Thanks for your response, Wolf...
For those not familiar with spider capos, and to illustrate that what I'm talking about is really very simple and not beyond the physics of normal guitars, here is my modest setup, capo'd for F-chord:
As the second photo shows, the 3rd fret can still be fingered if needed. Simply set F, C, G, D, Dm, A, Am, B, E -- whatever you like, then play additional chords and notes in standard positions from the 3rd fret on up.
Unlike many alternate tunings (see 'special case' exception below), chord shapes and scale patterns remain unchanged.
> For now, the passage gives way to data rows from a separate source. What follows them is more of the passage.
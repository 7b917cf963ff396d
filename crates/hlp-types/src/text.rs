use encoding_rs::{Encoding, WINDOWS_1252};
use hlp_wire::ByteSource;
use log::debug;

use crate::error::TypeError;

/// How a text run's extent is marked on the wire.
#[derive(Clone, Copy, Debug, Default, PartialEq, Eq, Hash)]
pub enum TextFraming {
    /// Bytes up to a `0x00` terminator. The terminator is consumed and
    /// not part of the text.
    #[default]
    NulTerminated,
    /// A `u16` LE byte count followed by that many bytes.
    LengthPrefixed,
}

/// Framing plus code page for text runs.
///
/// Help files store text in the author's ANSI code page; the caller picks
/// it (the container's system record usually says which). Undecodable
/// bytes are replaced with U+FFFD rather than failing the topic.
#[derive(Clone, Copy, Debug, PartialEq, Eq)]
pub struct TextFormat {
    pub framing: TextFraming,
    pub encoding: &'static Encoding,
}

impl Default for TextFormat {
    fn default() -> Self {
        Self {
            framing: TextFraming::default(),
            encoding: WINDOWS_1252,
        }
    }
}

impl TextFormat {
    #[must_use]
    pub fn new(framing: TextFraming, encoding: &'static Encoding) -> Self {
        Self { framing, encoding }
    }

    /// Read one text run.
    ///
    /// # Errors
    ///
    /// [`TypeError::Wire`] wrapping `TruncatedStream` when the terminator
    /// or the announced byte count runs past the window.
    pub fn read<S: ByteSource + ?Sized>(&self, src: &mut S) -> Result<String, TypeError> {
        let raw = match self.framing {
            TextFraming::NulTerminated => src.read_until(0)?,
            TextFraming::LengthPrefixed => {
                let len = src.read_u16_le()?;
                src.read_bytes(usize::from(len))?
            }
        };

        let (text, had_errors) = self.encoding.decode_without_bom_handling(&raw);
        if had_errors {
            debug!(
                "text run of {} bytes had sequences invalid in {}",
                raw.len(),
                self.encoding.name()
            );
        }
        Ok(text.into_owned())
    }
}
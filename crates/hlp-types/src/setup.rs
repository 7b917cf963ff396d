use std::fmt;

/// Paragraph setup flag word.
///
/// The first 4 bytes of every paragraph sub-stream, read as a
/// little-endian `u32`. Each bit is an independent layout toggle; several
/// can be set at once. Bits not listed below are carried through
/// untouched.
///
/// ```text
/// ┌─────────────┬──────────────────────┬──────────────────────────────┐
/// │ Bit         │ Name                 │ Effect                       │
/// ├─────────────┼──────────────────────┼──────────────────────────────┤
/// │ 0x0002_0000 │ SPACE_BEFORE         │ spacing above the paragraph  │
/// │ 0x0004_0000 │ SPACE_AFTER          │ spacing below the paragraph  │
/// │ 0x0008_0000 │ LINE_SPACING_BEFORE  │ line spacing value present   │
/// │ 0x0010_0000 │ LEFT_MARGIN_INDENT   │ left indent present          │
/// │ 0x0020_0000 │ RIGHT_MARGIN_INDENT  │ right indent present         │
/// │ 0x0040_0000 │ FIRST_LINE_INDENT    │ first-line indent present    │
/// │ 0x0100_0000 │ HAS_BORDER           │ border sub-record follows    │
/// │ 0x0200_0000 │ HAS_TAB_SETTINGS     │ tab stop table present       │
/// │ 0x0400_0000 │ RIGHT_JUSTIFY        │ right aligned                │
/// │ 0x0800_0000 │ CENTER_JUSTIFY       │ centred                      │
/// │ 0x1000_0000 │ NO_WRAP              │ lines are not wrapped        │
/// └─────────────┴──────────────────────┴──────────────────────────────┘
/// ```
#[derive(Clone, Copy, Debug, Default, PartialEq, Eq, Hash)]
pub struct ParagraphSetup(u32);

impl ParagraphSetup {
    pub const NONE: Self = Self(0);
    pub const SPACE_BEFORE: Self = Self(0x0002_0000);
    pub const SPACE_AFTER: Self = Self(0x0004_0000);
    pub const LINE_SPACING_BEFORE: Self = Self(0x0008_0000);
    pub const LEFT_MARGIN_INDENT: Self = Self(0x0010_0000);
    pub const RIGHT_MARGIN_INDENT: Self = Self(0x0020_0000);
    pub const FIRST_LINE_INDENT: Self = Self(0x0040_0000);
    pub const HAS_BORDER: Self = Self(0x0100_0000);
    pub const HAS_TAB_SETTINGS: Self = Self(0x0200_0000);
    pub const RIGHT_JUSTIFY: Self = Self(0x0400_0000);
    pub const CENTER_JUSTIFY: Self = Self(0x0800_0000);
    pub const NO_WRAP: Self = Self(0x1000_0000);

    const NAMED: [(Self, &'static str); 11] = [
        (Self::SPACE_BEFORE, "space_before"),
        (Self::SPACE_AFTER, "space_after"),
        (Self::LINE_SPACING_BEFORE, "line_spacing_before"),
        (Self::LEFT_MARGIN_INDENT, "left_margin_indent"),
        (Self::RIGHT_MARGIN_INDENT, "right_margin_indent"),
        (Self::FIRST_LINE_INDENT, "first_line_indent"),
        (Self::HAS_BORDER, "has_border"),
        (Self::HAS_TAB_SETTINGS, "has_tab_settings"),
        (Self::RIGHT_JUSTIFY, "right_justify"),
        (Self::CENTER_JUSTIFY, "center_justify"),
        (Self::NO_WRAP, "no_wrap"),
    ];

    #[must_use]
    pub const fn from_raw(raw: u32) -> Self {
        Self(raw)
    }

    #[must_use]
    pub const fn raw(self) -> u32 {
        self.0
    }

    /// True when every bit of `other` is set in `self`.
    #[must_use]
    pub const fn contains(self, other: Self) -> bool {
        self.0 & other.0 == other.0
    }

    #[must_use]
    pub const fn union(self, other: Self) -> Self {
        Self(self.0 | other.0)
    }

    /// Whether a border sub-record follows the flag word.
    #[must_use]
    pub const fn has_border(self) -> bool {
        self.contains(Self::HAS_BORDER)
    }

    #[must_use]
    pub const fn has_tab_settings(self) -> bool {
        self.contains(Self::HAS_TAB_SETTINGS)
    }

    #[must_use]
    pub const fn no_wrap(self) -> bool {
        self.contains(Self::NO_WRAP)
    }

    /// Horizontal alignment. Center wins when both justify bits are set.
    #[must_use]
    pub const fn justification(self) -> Justification {
        if self.contains(Self::CENTER_JUSTIFY) {
            Justification::Center
        } else if self.contains(Self::RIGHT_JUSTIFY) {
            Justification::Right
        } else {
            Justification::Left
        }
    }

    /// Names of the known flags that are set, lowest bit first.
    pub fn iter_names(self) -> impl Iterator<Item = &'static str> {
        Self::NAMED
            .into_iter()
            .filter(move |(flag, _)| self.contains(*flag))
            .map(|(_, name)| name)
    }
}

impl std::ops::BitOr for ParagraphSetup {
    type Output = Self;

    fn bitor(self, rhs: Self) -> Self {
        self.union(rhs)
    }
}

impl fmt::Display for ParagraphSetup {
    /// `space_before|has_border`, or `none` when no known flag is set.
    /// Unknown bits are appended as hex.
    fn fmt(&self, f: &mut fmt::Formatter<'_>) -> fmt::Result {
        let known = Self::NAMED.iter().fold(0, |acc, (flag, _)| acc | flag.0);
        let unknown = self.0 & !known;

        let mut first = true;
        for name in self.iter_names() {
            if !first {
                f.write_str("|")?;
            }
            f.write_str(name)?;
            first = false;
        }
        if unknown != 0 {
            if !first {
                f.write_str("|")?;
            }
            write!(f, "{unknown:#010x}")?;
            first = false;
        }
        if first {
            f.write_str("none")?;
        }
        Ok(())
    }
}

/// Horizontal paragraph alignment derived from the justify bits.
#[derive(Clone, Copy, Debug, Default, PartialEq, Eq, Hash)]
pub enum Justification {
    #[default]
    Left,
    Right,
    Center,
}

#[cfg(test)]
mod tests {
    use super::*;

    #[test]
    fn flags_are_independent() {
        let setup = ParagraphSetup::SPACE_BEFORE | ParagraphSetup::HAS_BORDER;
        assert!(setup.has_border());
        assert!(setup.contains(ParagraphSetup::SPACE_BEFORE));
        assert!(!setup.contains(ParagraphSetup::SPACE_AFTER));
        assert!(!setup.has_tab_settings());
        assert_eq!(setup.raw(), 0x0102_0000);
    }

    #[test]
    fn justification_from_bits() {
        assert_eq!(ParagraphSetup::NONE.justification(), Justification::Left);
        assert_eq!(
            ParagraphSetup::RIGHT_JUSTIFY.justification(),
            Justification::Right
        );
        assert_eq!(
            ParagraphSetup::CENTER_JUSTIFY.justification(),
            Justification::Center
        );
        assert_eq!(
            (ParagraphSetup::CENTER_JUSTIFY | ParagraphSetup::RIGHT_JUSTIFY).justification(),
            Justification::Center
        );
    }

    #[test]
    fn display_lists_set_flags() {
        let setup = ParagraphSetup::SPACE_AFTER | ParagraphSetup::NO_WRAP;
        assert_eq!(setup.to_string(), "space_after|no_wrap");
        assert_eq!(ParagraphSetup::NONE.to_string(), "none");
    }

    #[test]
    fn display_keeps_unknown_bits() {
        let setup = ParagraphSetup::from_raw(0x0100_0001);
        assert_eq!(setup.to_string(), "has_border|0x00000001");
    }
}
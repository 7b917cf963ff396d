#![no_main]

use std::io::Cursor;

use hlp_decoder::{DecoderConfig, ParagraphDecoder};
use libfuzzer_sys::fuzz_target;

// Fuzz target: decoding through a reader must agree with decoding the
// same bytes from a slice.
fuzz_target!(|data: &[u8]| {
    let from_slice = ParagraphDecoder::decode(data);
    let from_reader =
        ParagraphDecoder::decode_reader(Cursor::new(data), data.len(), &DecoderConfig::default());
    match (from_slice, from_reader) {
        (Ok(a), Ok(b)) => assert_eq!(a, b),
        (Err(a), Err(b)) => assert_eq!(a.to_string(), b.to_string()),
        (a, b) => panic!("slice gave {a:?}, reader gave {b:?}"),
    }
});
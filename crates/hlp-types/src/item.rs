use std::fmt;

use hlp_wire::ByteSource;

use crate::bitmap::BitmapRef;
use crate::error::TypeError;
use crate::opcode::Opcode;
use crate::text::TextFormat;

/// One content item of a paragraph stream.
///
/// The set of variants is fixed by the file format. Each variant owns
/// exactly the bytes of its payload:
///
/// ```text
/// ┌──────────────┬───────────────────────────────────────┐
/// │ Variant      │ Payload after the opcode              │
/// ├──────────────┼───────────────────────────────────────┤
/// │ Text         │ text run (see TextFraming)            │
/// │ FontChange   │ 2 bytes, u16 LE font descriptor       │
/// │ NewLine      │ none                                  │
/// │ NewParagraph │ none                                  │
/// │ Tab          │ none                                  │
/// │ Bitmap       │ 8-byte bitmap record                  │
/// └──────────────┴───────────────────────────────────────┘
/// ```
#[derive(Clone, Debug, PartialEq, Eq, Hash)]
pub enum ParagraphItem {
    /// A run of literal text.
    Text(String),
    /// Switch to the font with this descriptor index.
    FontChange(u16),
    /// Soft line break inside the paragraph.
    NewLine,
    /// Hard paragraph break.
    NewParagraph,
    Tab,
    Bitmap(BitmapRef),
}

impl ParagraphItem {
    /// Decode the payload selected by `opcode`. The opcode byte itself has
    /// already been consumed by the caller.
    ///
    /// # Errors
    ///
    /// Whatever the selected payload decoder reports; see
    /// [`TextFormat::read`] and [`BitmapRef::read_from`]. A font change
    /// fails only with a truncated stream.
    pub fn read_payload<S: ByteSource + ?Sized>(
        src: &mut S,
        opcode: Opcode,
        text: &TextFormat,
    ) -> Result<Self, TypeError> {
        Ok(match opcode {
            Opcode::Text => Self::Text(text.read(src)?),
            Opcode::FontChange => Self::FontChange(src.read_u16_le()?),
            Opcode::NewLine => Self::NewLine,
            Opcode::NewParagraph => Self::NewParagraph,
            Opcode::Tab => Self::Tab,
            Opcode::Bitmap(alignment) => Self::Bitmap(BitmapRef::read_from(src, alignment)?),
        })
    }

    /// The opcode that introduces this item on the wire.
    #[must_use]
    pub fn opcode(&self) -> Opcode {
        match self {
            Self::Text(_) => Opcode::Text,
            Self::FontChange(_) => Opcode::FontChange,
            Self::NewLine => Opcode::NewLine,
            Self::NewParagraph => Opcode::NewParagraph,
            Self::Tab => Opcode::Tab,
            Self::Bitmap(bitmap) => Opcode::Bitmap(bitmap.alignment),
        }
    }
}

impl fmt::Display for ParagraphItem {
    fn fmt(&self, f: &mut fmt::Formatter<'_>) -> fmt::Result {
        match self {
            Self::Text(text) => write!(f, "text {text:?}"),
            Self::FontChange(descriptor) => write!(f, "font {descriptor}"),
            Self::NewLine => f.write_str("newline"),
            Self::NewParagraph => f.write_str("paragraph"),
            Self::Tab => f.write_str("tab"),
            Self::Bitmap(bitmap) => write!(f, "bitmap {} #{}", bitmap.alignment, bitmap.number),
        }
    }
}

#[cfg(test)]
mod tests {
    use hlp_wire::{SliceSource, WireError};

    use super::*;
    use crate::bitmap::BitmapAlignment;

    fn read(opcode: Opcode, payload: &[u8]) -> (Result<ParagraphItem, TypeError>, usize) {
        let mut src = SliceSource::new(payload);
        let result = ParagraphItem::read_payload(&mut src, opcode, &TextFormat::default());
        (result, src.position())
    }

    #[test]
    fn font_change_reads_two_bytes() {
        let (item, consumed) = read(Opcode::FontChange, &[0x07, 0x00, 0x82]);
        assert_eq!(item.unwrap(), ParagraphItem::FontChange(7));
        assert_eq!(consumed, 2);
    }

    #[test]
    fn markers_read_nothing() {
        for (opcode, expected) in [
            (Opcode::NewLine, ParagraphItem::NewLine),
            (Opcode::NewParagraph, ParagraphItem::NewParagraph),
            (Opcode::Tab, ParagraphItem::Tab),
        ] {
            let (item, consumed) = read(opcode, &[0xAA, 0xBB]);
            assert_eq!(item.unwrap(), expected);
            assert_eq!(consumed, 0, "{opcode:?} must not consume payload");
        }
    }

    #[test]
    fn bitmap_alignment_comes_from_opcode() {
        let payload = [0x22, 0x08, 0x80, 0x02, 0x00, 0x00, 0x03, 0x00];
        let (item, consumed) = read(Opcode::Bitmap(BitmapAlignment::Right), &payload);
        assert_eq!(
            item.unwrap(),
            ParagraphItem::Bitmap(BitmapRef {
                alignment: BitmapAlignment::Right,
                number: 3
            })
        );
        assert_eq!(consumed, 8);
    }

    #[test]
    fn text_uses_format() {
        let (item, consumed) = read(Opcode::Text, b"Hi\0");
        assert_eq!(item.unwrap(), ParagraphItem::Text("Hi".to_string()));
        assert_eq!(consumed, 3);
    }

    #[test]
    fn half_a_font_descriptor() {
        let (item, _) = read(Opcode::FontChange, &[0x07]);
        assert!(matches!(
            item,
            Err(TypeError::Wire(WireError::TruncatedStream { needed: 1, .. }))
        ));
    }

    #[test]
    fn opcode_matches_variant() {
        let bitmap = ParagraphItem::Bitmap(BitmapRef {
            alignment: BitmapAlignment::Left,
            number: 1,
        });
        assert_eq!(bitmap.opcode(), Opcode::Bitmap(BitmapAlignment::Left));
        assert_eq!(ParagraphItem::Tab.opcode(), Opcode::Tab);
    }

    #[test]
    fn display_forms() {
        assert_eq!(ParagraphItem::Text("a\"b".into()).to_string(), r#"text "a\"b""#);
        assert_eq!(ParagraphItem::FontChange(3).to_string(), "font 3");
        assert_eq!(
            ParagraphItem::Bitmap(BitmapRef {
                alignment: BitmapAlignment::Current,
                number: 12
            })
            .to_string(),
            "bitmap current #12"
        );
    }
}
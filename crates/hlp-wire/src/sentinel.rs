use crate::error::WireError;
use crate::source::ByteSource;

// Fixed bytes that carry no meaning beyond framing. They are the only
// integrity check the paragraph format has, so every one of them is
// compared, never skipped.

/// First byte of the border sub-record.
pub const BORDER_HEADER: u8 = 0x01;

/// Last byte of the border sub-record.
pub const BORDER_FOOTER: u8 = 0x51;

/// The one bitmap subtype this decoder understands.
pub const BITMAP_SUBTYPE: u8 = 0x22;

/// Fixed bytes following the bitmap subtype, in wire order.
pub const BITMAP_LEAD: u8 = 0x08;
pub const BITMAP_MARK: u8 = 0x80;
pub const BITMAP_TRAIL: u8 = 0x02;

/// Embed flag value announcing inline bitmap data.
pub const BITMAP_EMBEDDED: u16 = 0x0001;

/// Size of the setup flag word.
pub const SETUP_SIZE: usize = 4;

/// Size of the border sub-record (header, flags, footer).
pub const BORDER_SIZE: usize = 3;

/// Size of a bitmap record: subtype, three fixed bytes, embed flag and
/// bitmap number.
///
/// ```text
/// ┌────────┬─────────┬──────────────────────────────┐
/// │ Offset │ Size    │ Description                  │
/// ├────────┼─────────┼──────────────────────────────┤
/// │ 0x00   │ 1 byte  │ Subtype (0x22)               │
/// │ 0x01   │ 1 byte  │ 0x08                         │
/// │ 0x02   │ 1 byte  │ 0x80                         │
/// │ 0x03   │ 1 byte  │ 0x02                         │
/// │ 0x04   │ 2 bytes │ Embed flag (u16 LE)          │
/// │ 0x06   │ 2 bytes │ Bitmap number (u16 LE)       │
/// └────────┴─────────┴──────────────────────────────┘
/// ```
pub const BITMAP_RECORD_SIZE: usize = 8;

/// Read one byte and require it to equal `expected`.
///
/// # Errors
///
/// - [`WireError::MalformedFraming`] naming `field` on mismatch, with the
///   offset of the offending byte.
/// - [`WireError::TruncatedStream`] if the window is already exhausted.
pub fn expect_byte<S: ByteSource + ?Sized>(
    src: &mut S,
    field: &'static str,
    expected: u8,
) -> Result<(), WireError> {
    let offset = src.position();
    let found = src.read_u8()?;
    if found != expected {
        return Err(WireError::MalformedFraming {
            field,
            expected,
            found,
            offset,
        });
    }
    Ok(())
}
Which is not intended as a knock on the utility or appeal of alternate tunings, just simply to illustrate my hypothesis that in the general case, physics of alternate tunings vs capos is distinctly different.
By inspection I think, these special cases are obviously equivalent:
An alternate tuning where the tension in all strings is changed by an equal amount (e.g. Eb 'blues tuning') is equivalent to
Applying a capo across all strings at the same fret. ...regardless of whether the fret is physically above, or virtually (as with Eb tuning) below the nut.
In the general case however, tuning controls the tension of a string and therefore the tonal distance between strings, while capos control where a string is fretted regardless of tension. As the spider capos demonstrate, strings can be physically capo'd independently while leaving the tuning unchanged.
At this point perhaps a YouTube video is in order to demonstrate the usefulness and fun of this idea.
But first I'll need to get my basement studio-pit tidied-up a bit... give me a week or two on that tall order, the maid's been on permanent vacation!